Questa immagine presenta una serie di problemi [l'effetto nebbia causato dalla condensa sull'obiettivo, per esempio] e ha presentato diverse sfide, non ultima quella di aver impiegato quasi dieci minuti per scattarla. Quando si lavora con una fotocamera tecnica, le lunghe esposizioni richiedono generalmente un "fotogramma di riferimento nero" aggiuntivo di durata pari all'esposizione iniziale. Certo, questa è una difficoltà autoimposta. Le DSLR [full frame o medio formato come la Phase One] generalmente eseguono tali calcoli da sole, con poco sforzo aggiuntivo da parte del fotografo e senza richiedere al fotografo di attendere un tempo altrettanto lungo per vedere la rappresentazione dell'immagine sul display LCD. E la luce stessa avrebbe permesso un'esposizione molto più breve.

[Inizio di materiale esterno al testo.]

//! Application state.

use std::sync::Arc;

use anyhow::Context;
use reel_media::FfmpegMerger;
use reel_models::{EffectCatalog, ParameterBuilder};
use reel_worker::{JobStore, RenderOrchestrator, WorkerConfig};

use crate::config::ApiConfig;

/// Shared application state.
#[derive(Clone)]
pub struct AppState {
    pub config: ApiConfig,
    pub orchestrator: RenderOrchestrator,
    pub builder: Arc<dyn ParameterBuilder>,
}

impl AppState {
    pub fn new(
        config: ApiConfig,
        orchestrator: RenderOrchestrator,
        builder: Arc<dyn ParameterBuilder>,
    ) -> Self {
        Self {
            config,
            orchestrator,
            builder,
        }
    }

    /// Build state from the environment: effect catalog, worker config and
    /// the ffmpeg merger.
    pub fn from_env(config: ApiConfig) -> anyhow::Result<Self> {
        let catalog = EffectCatalog::from_json_file(&config.catalog_path).with_context(|| {
            format!(
                "failed to load effect catalog from {}",
                config.catalog_path.display()
            )
        })?;
        let builder: Arc<dyn ParameterBuilder> = Arc::new(catalog);

        let worker = WorkerConfig::from_env();
        let merger = Arc::new(FfmpegMerger::new(
            worker.ffmpeg_path.clone(),
            worker.ffprobe_path.clone(),
        ));
        let orchestrator =
            RenderOrchestrator::new(worker, Arc::new(JobStore::new()), Arc::clone(&builder), merger);

        Ok(Self::new(config, orchestrator, builder))
    }

    pub fn store(&self) -> &Arc<JobStore> {
        self.orchestrator.store()
    }
}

Ma ho scattato a ISO 35, con un'apertura di f/16, e ho aggiunto due filtri ND che valevano quasi 13 stop di luce aggiuntivi. Perché? Per lasciare che più tempo passasse e fosse catturato nell'immagine.

Invece di un momento nel tempo, spero di creare un luogo di tempo. Dove il tempo scorre, e la traccia che lascia è qualcosa che l'occhio altrimenti non vedrebbe. Un senso di luogo nel tempo, un'allusione alla serenità.